Soundtracks can either be iconic or forgettable, there’s rarely a middle ground. Nostalgia aside, the audacity of the original Space Jam soundtrack is matched with the sheer audacity of the film itself. If you’re down with Michael Jordan playing basketball with the Looney Tunes then Bugs Bunny spitting bars written by Jay-Z isn’t that crazy a concept either. The original Space Jam soundtrack is pretty much an ironclad classic–minus the one song by the actual real-life monster R. Kelly. The thing about that record and what makes it work is that it’s not “basketball” music, it’s just fantastic 90’s hip-hop and RnB. “Hit ‘em High” is a fucking fight song and you can’t convince me otherwise. Space Jam: A New Legacy soundtrack didn’t understand the assignment. Instead of soulful, upbeat music to compliment the idea of the crossover, this soundtrack enlists A-listers to simply phone it in. In this shallow attempt of curation, we get a lesser version of these artists and a mostly forgettable record.
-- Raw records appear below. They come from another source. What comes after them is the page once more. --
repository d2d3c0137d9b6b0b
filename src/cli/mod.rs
pub mod merge;
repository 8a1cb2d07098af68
//! Quantile estimation with linear interpolation and capped subsampling.
//!
//! Both threshold-based estimators (brightest-region and edge-region) cut
//! their pixel sets at a quantile of a per-pixel statistic. The quantile
//! uses the standard "linear" method: the value at proportion `q` of the
//! sorted distribution, interpolating between the two nearest ranks.
//!
//! # Subsampling
//!
//! Sorting the full distribution of a large image is the most expensive
//! step of either estimator, so inputs above [`SAMPLE_LIMIT`] samples are
//! estimated from a uniform random sample of [`SAMPLE_LIMIT`] elements
//! drawn without replacement. This is a deliberate accuracy/speed
//! trade-off: on large images the threshold becomes an estimate, and is
//! nondeterministic across runs unless a seed is supplied. Callers that
//! need reproducible thresholds (tests, regression baselines) pass
//! `Some(seed)`; the RNG is per-call ([`rand::rngs::StdRng`]), never
//! process-wide state.

use rand::SeedableRng;
use rand::rngs::StdRng;

/// Inputs longer than this are subsampled before quantile estimation.
pub const SAMPLE_LIMIT: usize = 1_000_000;

/// Value at proportion `q` (0..=1) of the sorted distribution.
///
/// Uses linear interpolation between the two nearest ranks. `q` is clamped
/// to [0, 1].
///
/// # Panics
///
/// Panics if `values` is empty.
///
/// # Example
///
/// ```rust
/// use awb_stats::quantile;
///
/// let values = [0.0, 1.0, 2.0, 3.0];
/// assert_eq!(quantile(&values, 0.0), 0.0);
/// assert_eq!(quantile(&values, 0.5), 1.5);
/// assert_eq!(quantile(&values, 1.0), 3.0);
/// ```
pub fn quantile(values: &[f32], q: f64) -> f32 {
    assert!(!values.is_empty(), "quantile of empty distribution");
    let mut sorted = values.to_vec();
    sorted.sort_unstable_by(f32::total_cmp);
    interpolate_sorted(&sorted, q)
}

/// Quantile with the large-input subsampling shortcut.
///
/// At or below [`SAMPLE_LIMIT`] samples this is exactly [`quantile`].
/// Above it, the distribution is estimated from a uniform sample without
/// replacement; `seed` pins the sample for reproducible thresholds, `None`
/// draws from OS entropy.
///
/// # Panics
///
/// Panics if `values` is empty.
pub fn quantile_with_seed(values: &[f32], q: f64, seed: Option<u64>) -> f32 {
    if values.len() <= SAMPLE_LIMIT {
        return quantile(values, q);
    }
    let mut rng = match seed {
        Some(s) => StdRng::seed_from_u64(s),
        None => StdRng::from_entropy(),
    };
    let mut sampled: Vec<f32> = rand::seq::index::sample(&mut rng, values.len(), SAMPLE_LIMIT)
        .into_iter()
        .map(|i| values[i])
        .collect();
    sampled.sort_unstable_by(f32::total_cmp);
    interpolate_sorted(&sampled, q)
}

/// Linear-interpolation rank lookup over an already sorted slice.
fn interpolate_sorted(sorted: &[f32], q: f64) -> f32 {
    let q = q.clamp(0.0, 1.0);
    let pos = q * (sorted.len() - 1) as f64;
    let lo = pos.floor() as usize;
    let hi = pos.ceil() as usize;
    if lo == hi {
        return sorted[lo];
    }
    let frac = (pos - lo as f64) as f32;
    sorted[lo] + (sorted[hi] - sorted[lo]) * frac
}

#[cfg(test)]
mod tests {
    use super::*;
    use approx::assert_relative_eq;

    #[test]
    fn test_quantile_endpoints() {
        let values = [0.3, 0.1, 0.2];
        assert_eq!(quantile(&values, 0.0), 0.1);
        assert_eq!(quantile(&values, 1.0), 0.3);
    }

    #[test]
    fn test_quantile_interpolates() {
        let values = [0.0, 1.0];
        assert_relative_eq!(quantile(&values, 0.25), 0.25);
        assert_relative_eq!(quantile(&values, 0.75), 0.75);
    }

    #[test]
    fn test_quantile_matches_hand_computed_rank() {
        // 99.5th percentile of [0.2, 0.2, 0.2, 1.0]: pos = 2.985
        let values = [0.2, 0.2, 0.2, 1.0];
        let t = quantile(&values, 0.995);
        assert_relative_eq!(t, 0.2 + 0.985 * 0.8, epsilon = 1e-6);
    }

    #[test]
    fn test_quantile_single_element() {
        assert_eq!(quantile(&[0.7], 0.5), 0.7);
    }

    #[test]
    fn test_quantile_clamps_q() {
        let values = [1.0, 2.0];
        assert_eq!(quantile(&values, -1.0), 1.0);
        assert_eq!(quantile(&values, 2.0), 2.0);
    }

    #[test]
    fn test_small_input_ignores_seed() {
        let values: Vec<f32> = (0..1000).map(|i| i as f32 / 1000.0).collect();
        let a = quantile_with_seed(&values, 0.95, Some(1));
        let b = quantile_with_seed(&values, 0.95, Some(2));
        assert_eq!(a, b);
        assert_eq!(a, quantile(&values, 0.95));
    }

    #[test]
    fn test_seeded_subsample_is_reproducible() {
        let values: Vec<f32> = (0..SAMPLE_LIMIT + 10_000)
            .map(|i| (i % 4096) as f32 / 4096.0)
            .collect();
        let a = quantile_with_seed(&values, 0.95, Some(42));
        let b = quantile_with_seed(&values, 0.95, Some(42));
        assert_eq!(a, b);
        // Still close to the exact answer on a well-mixed distribution
        assert_relative_eq!(a, quantile(&values, 0.95), epsilon = 5e-3);
    }
}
It starts off strong, maybe a bit too strong for what’s in store for the rest of the album. The Just Blaze produced “We Win feat. Lil Baby and Kirk Franklin” is just so high of a high, everything behind it’s triumph falls flat. To be fair, there are some genuine, non-basketball related cuts but their too generic to appreciate. “Control the World” finds 24kGolden outshining a bored Lil Wayne. “Mercy” by the Jonas Brothers is passable until the overworked drums flood the entire track. The colorful, female driven track “Hoops” is an early, energetic highlight. Here, Saweetie, Salt-N-Pepa and Kash Doll connect both generations of Space Jam fans effortlessly. All respect to Onyx but flipping their iconic, “Let the boys be boys” on Lil Tecca‘s “Gametime with Aminé” feels oddly dated for a production so concerned with its family friendly image. Big Freedia is so watered down on “Goin’ Looney” it hurts.
When the artists are having fun, it’s easy to get swept along with them. Lil Uzi Vert almost reaches parody with his version of “Pump Up The Jam”, which features a notably slick restructuring of the iconic synth stabs. The hook on the other hand, “I dunk like LeBron and I shoot like Durant” is a tad too silly though. BROCKHAMPTON is having a blast with “MVP,” as they are on most songs, but they still keep things rather tame vocally. “About That Time Feat. Dame D.O.L.L.A., G-Eazy, P-Lo and White Dave” is solid and stacked enough to be this album’s “Hit em High”, it’s catchy as hell and the one moment the album feels in the zone. It may not go down in history like its predecessor, but it does manage to keep the party going during halftime. With all that said, how are you gonna’ make a fucking Space Jam soundtrack without one Bugs Bunny verse? Nobody called Chris Rock? Psh, ya buggin’.